Some couples feel that they can tell which therapist is giving them the best advice. Others prefer not to speak with therapists that they haven’t met or that they simply do not get along with. However, some therapists have come under fire because they have been accused of never truly giving the couple time to work on their relationship. Sometimes this results in the couple feeling rejected by the other one. This leaves the question of whether it is good to have one therapist or two.
There is no right or wrong answer to this question. As a matter of fact, having multiple therapists will actually benefit the couple more in the long run. In fact, this is one of the best decisions that a couple could make. Here are some reasons why…
One reason is that some couples just don’t get along. In other words, there may be an underlying reason why the relationship isn’t working. For instance, maybe one of the partners has a lot of anger pent up inside. If the other partner is not skilled at communicating that anger, then having another person to work on that problem will only serve to make the problem worse, not better.
Another reason is that couples need a different style. There is nothing wrong with one dominant style. The problem comes in when the couple has differences over how to achieve their goals. Some couples go about their therapy in completely different ways. Then, there are the couples who work together and barely talk to each other. In either case, the two of them may not achieve the goals that they set out to achieve.

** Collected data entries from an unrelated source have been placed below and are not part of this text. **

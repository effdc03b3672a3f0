//! Parse tree node model for the weft render tree
//!
//!     This crate defines the typed, read-only node model produced by a wiki
//!     markup parser and consumed by the renderer in `weft-render`. It is pure
//!     data: nodes carry a type tag, optional element tag or text, attributes
//!     (both as a lookup map and in author order), byte-offset spans, and an
//!     ordered child list whose order is rendering order.
//!
//!     Nodes are produced once by a parser and never mutated by the renderer;
//!     children are `Rc`-shared so renderer nodes can hold references into the
//!     tree without cloning subtrees.
//!
//! Serialization
//!
//!     The whole model derives serde, and parse trees are JSON-shaped on the
//!     wire: `{"type": "element", "tag": "div", "children": [...]}`. See
//!     [ParseNode::from_json] for loading a tree from its JSON form.

pub mod attribute;
pub mod node;

pub use attribute::{Attribute, MacroParam};
pub use node::{NamedAttribute, ParseNode, Span};
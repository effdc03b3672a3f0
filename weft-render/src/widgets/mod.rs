//! Built-in widget classes
//!
//!     One module per widget kind, each registered by
//!     [WidgetRegistry::with_defaults](crate::registry::WidgetRegistry::with_defaults):
//!
//!     | Type | Behavior |
//!     |------|----------|
//!     | `container` | renders only its children, no output of its own |
//!     | `element` | generic element; patches attributes in place |
//!     | `text` | literal text node; static |
//!     | `value` | a record field from the store; patches its text |
//!     | `vars` | binds its attributes as variables for its subtree |
//!     | `list` | one subtree per record title; rebuilds on membership change |
//!     | `action-message` | dispatches an event when invoked as an action |

pub mod action;
pub mod container;
pub mod element;
pub mod list;
pub mod text;
pub mod value;
pub mod vars;

pub use action::ActionMessageWidget;
pub use container::ContainerWidget;
pub use element::ElementWidget;
pub use list::ListWidget;
pub use text::TextWidget;
pub use value::ValueWidget;
pub use vars::VarsWidget;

Of course, not every couple needs two therapists. Some couples can work well enough on their own. If you and your partner are working on your marriage or relationship and one of you is much more the “talkative” type and the other is more the “listener” type, then it is perfectly OK for the other partner to handle the communication aspects of therapy by talking directly to the therapist. However, if you are both more “dry,” or if one partner tends to listen more than the other, then it may not be a good idea to have two people talking to each other during sessions.

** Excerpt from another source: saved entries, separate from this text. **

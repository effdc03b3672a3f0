//! Integration tests for event dispatch and action invocation
//!
//! Tests bubbling through the widget hierarchy, listener replacement, and
//! the action walk driven by action-message nodes.

use std::cell::RefCell;
use std::rc::Rc;

use weft_render::testing::{mount, mount_with_store};
use weft_render::{
    ChangedRecords, EventHandler, MemoryStore, Record, WidgetEvent, WidgetId, WidgetTree,
};
use weft_tree::{Attribute, ParseNode};

/// Walk down a chain of only-children.
fn descend(tree: &WidgetTree, mut id: WidgetId, depth: usize) -> WidgetId {
    for _ in 0..depth {
        id = tree.children(id)[0];
    }
    id
}

#[test]
fn test_event_bubbles_to_ancestor_listener() {
    let mut mounted = mount(
        ParseNode::container()
            .child(ParseNode::container().child(ParseNode::element("button"))),
    );
    let root = mounted.tree.root().unwrap();
    let button = descend(&mounted.tree, root, 2);

    let seen: Rc<RefCell<Vec<String>>> = Rc::new(RefCell::new(Vec::new()));
    let log = Rc::clone(&seen);
    mounted.tree.add_event_listener(root, "activate", move |event| {
        log.borrow_mut().push(event.param.clone().unwrap_or_default());
        true
    });

    let handled = mounted
        .tree
        .dispatch_event(button, &WidgetEvent::new("activate").with_param("go"));

    assert!(handled);
    assert_eq!(*seen.borrow(), vec!["go".to_string()]);
}

#[test]
fn test_nearest_listener_wins_when_it_handles() {
    let mut mounted = mount(ParseNode::container().child(ParseNode::container()));
    let root = mounted.tree.root().unwrap();
    let inner = descend(&mounted.tree, root, 1);

    let seen: Rc<RefCell<Vec<&'static str>>> = Rc::new(RefCell::new(Vec::new()));
    let outer_log = Rc::clone(&seen);
    mounted.tree.add_event_listener(root, "ping", move |_| {
        outer_log.borrow_mut().push("outer");
        true
    });
    let inner_log = Rc::clone(&seen);
    mounted.tree.add_event_listener(inner, "ping", move |_| {
        inner_log.borrow_mut().push("inner");
        true
    });

    assert!(mounted.tree.dispatch_event(inner, &WidgetEvent::new("ping")));
    assert_eq!(*seen.borrow(), vec!["inner"]);
}

#[test]
fn test_declining_listener_lets_the_event_continue_up() {
    let mut mounted = mount(ParseNode::container().child(ParseNode::container()));
    let root = mounted.tree.root().unwrap();
    let inner = descend(&mounted.tree, root, 1);

    let seen: Rc<RefCell<Vec<&'static str>>> = Rc::new(RefCell::new(Vec::new()));
    let inner_log = Rc::clone(&seen);
    mounted.tree.add_event_listener(inner, "ping", move |_| {
        inner_log.borrow_mut().push("inner");
        false
    });
    let outer_log = Rc::clone(&seen);
    mounted.tree.add_event_listener(root, "ping", move |_| {
        outer_log.borrow_mut().push("outer");
        true
    });

    assert!(mounted.tree.dispatch_event(inner, &WidgetEvent::new("ping")));
    assert_eq!(*seen.borrow(), vec!["inner", "outer"]);
}

#[test]
fn test_unhandled_event_is_dropped() {
    let mounted = mount(ParseNode::container());
    let root = mounted.tree.root().unwrap();
    assert!(!mounted.tree.dispatch_event(root, &WidgetEvent::new("ignored")));
}

#[test]
fn test_registering_again_replaces_the_listener() {
    let mut mounted = mount(ParseNode::container());
    let root = mounted.tree.root().unwrap();

    let seen: Rc<RefCell<Vec<&'static str>>> = Rc::new(RefCell::new(Vec::new()));
    let first = Rc::clone(&seen);
    mounted.tree.add_event_listener(root, "ping", move |_| {
        first.borrow_mut().push("first");
        true
    });
    let second = Rc::clone(&seen);
    mounted.tree.add_event_listener(root, "ping", move |_| {
        second.borrow_mut().push("second");
        true
    });

    mounted.tree.dispatch_event(root, &WidgetEvent::new("ping"));
    assert_eq!(*seen.borrow(), vec!["second"]);
}

#[test]
fn test_add_event_listeners_registers_a_batch() {
    let mut mounted = mount(ParseNode::container());
    let root = mounted.tree.root().unwrap();

    let seen: Rc<RefCell<Vec<String>>> = Rc::new(RefCell::new(Vec::new()));
    let open_log = Rc::clone(&seen);
    let close_log = Rc::clone(&seen);
    let listeners: Vec<(String, EventHandler)> = vec![
        (
            "open".to_string(),
            Rc::new(move |event: &WidgetEvent| {
                open_log.borrow_mut().push(event.event_type.clone());
                true
            }),
        ),
        (
            "close".to_string(),
            Rc::new(move |event: &WidgetEvent| {
                close_log.borrow_mut().push(event.event_type.clone());
                true
            }),
        ),
    ];
    mounted.tree.add_event_listeners(root, listeners);

    assert!(mounted.tree.dispatch_event(root, &WidgetEvent::new("open")));
    assert!(mounted.tree.dispatch_event(root, &WidgetEvent::new("close")));
    assert_eq!(*seen.borrow(), vec!["open".to_string(), "close".to_string()]);
}

#[test]
fn test_listeners_survive_a_structural_rebuild() {
    let store = MemoryStore::shared();
    store.insert("Index", Record::text("A"));
    store.insert("A", Record::text("1"));
    store.insert("B", Record::text("2"));

    let mut mounted = mount_with_store(
        ParseNode::new("list").attr("from", "Index").child(
            ParseNode::new("value")
                .attribute("record", Attribute::macro_call("currentRecord", Vec::new())),
        ),
        store,
    );
    let root = mounted.tree.root().unwrap();

    let seen: Rc<RefCell<usize>> = Rc::new(RefCell::new(0));
    let log = Rc::clone(&seen);
    mounted.tree.add_event_listener(root, "ping", move |_| {
        *log.borrow_mut() += 1;
        true
    });
    assert!(mounted.tree.dispatch_event(root, &WidgetEvent::new("ping")));

    // A membership change rebuilds the node the listener sits on.
    mounted.store.set_field("Index", "text", "A B");
    assert!(mounted.tree.refresh(&ChangedRecords::new().modified("Index")));
    assert_eq!(mounted.dom.text_content(mounted.mount), "12");

    assert!(mounted.tree.dispatch_event(root, &WidgetEvent::new("ping")));
    assert_eq!(*seen.borrow(), 2);
}

#[test]
fn test_action_message_dispatches_from_its_own_position() {
    let mut mounted = mount(
        ParseNode::container().child(
            ParseNode::new("action-message")
                .attr("message", "notify")
                .attr("param", "p1")
                .attr("extra", "e1"),
        ),
    );
    let root = mounted.tree.root().unwrap();

    let seen: Rc<RefCell<Vec<WidgetEvent>>> = Rc::new(RefCell::new(Vec::new()));
    let log = Rc::clone(&seen);
    mounted.tree.add_event_listener(root, "notify", move |event| {
        log.borrow_mut().push(event.clone());
        true
    });

    let handled = mounted
        .tree
        .invoke_actions(root, root, &WidgetEvent::new("click"));

    assert!(handled);
    let events = seen.borrow();
    assert_eq!(events.len(), 1);
    assert_eq!(events[0].event_type, "notify");
    assert_eq!(events[0].param.as_deref(), Some("p1"));
    assert_eq!(events[0].params.get("extra").map(String::as_str), Some("e1"));
    assert!(events[0].origin.is_some());
}

#[test]
fn test_action_without_own_param_forwards_the_triggering_param() {
    let mut mounted = mount(
        ParseNode::container()
            .child(ParseNode::new("action-message").attr("message", "notify")),
    );
    let root = mounted.tree.root().unwrap();

    let seen: Rc<RefCell<Vec<Option<String>>>> = Rc::new(RefCell::new(Vec::new()));
    let log = Rc::clone(&seen);
    mounted.tree.add_event_listener(root, "notify", move |event| {
        log.borrow_mut().push(event.param.clone());
        true
    });

    mounted
        .tree
        .invoke_actions(root, root, &WidgetEvent::new("click").with_param("carried"));

    assert_eq!(*seen.borrow(), vec![Some("carried".to_string())]);
}

#[test]
fn test_handled_action_short_circuits_its_branch_but_not_siblings() {
    // The first action nests another; a handled action stops its own branch,
    // so the nested one never runs, while the sibling branch still does.
    let mut mounted = mount(ParseNode::container().with_children(vec![
        ParseNode::new("action-message")
            .attr("message", "outer")
            .child(ParseNode::new("action-message").attr("message", "nested")),
        ParseNode::new("action-message").attr("message", "sibling"),
    ]));
    let root = mounted.tree.root().unwrap();

    let seen: Rc<RefCell<Vec<String>>> = Rc::new(RefCell::new(Vec::new()));
    for name in ["outer", "nested", "sibling"] {
        let log = Rc::clone(&seen);
        mounted.tree.add_event_listener(root, name, move |event| {
            log.borrow_mut().push(event.event_type.clone());
            true
        });
    }

    assert!(mounted.tree.invoke_actions(root, root, &WidgetEvent::new("go")));
    assert_eq!(*seen.borrow(), vec!["outer".to_string(), "sibling".to_string()]);
}

#[test]
fn test_non_action_nodes_are_walked_through() {
    // The action sits below a plain element; the walk descends through it.
    let mut mounted = mount(
        ParseNode::element("div")
            .child(ParseNode::new("action-message").attr("message", "notify")),
    );
    let root = mounted.tree.root().unwrap();

    let seen: Rc<RefCell<usize>> = Rc::new(RefCell::new(0));
    let log = Rc::clone(&seen);
    mounted.tree.add_event_listener(root, "notify", move |_| {
        *log.borrow_mut() += 1;
        true
    });

    assert!(mounted.tree.invoke_actions(root, root, &WidgetEvent::new("go")));
    assert_eq!(*seen.borrow(), 1);
}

There are also some couples who find it helpful to have more than one therapist during therapy. If a couple has had a history of abusive relationships or are experiencing deep guilt issues, they may find it helpful to speak with a third person. Often, the guilt and need to connect with someone outside of themselves to help them deal with their negative emotions are distractions that can hinder couples from becoming truly effective at resolving their relationship problems. However, it does help to have someone on the outside of the relationship to keep the lines of communication open.
Two therapists is not necessarily bad as long as they are working in conjunction with each other. It is imperative that they both recognize and respect each other’s style of working. Both should be willing to communicate with the other in an honest and non-judgmental manner. This will ensure that the couple’s relationship is truly a partnership and not just two people working in therapy. If a couple wants to resolve their relationship problems, they should seek the advice of more than one therapist. This way, there is increased chance that the couples can both reach a state of harmony, instead of one working against the other.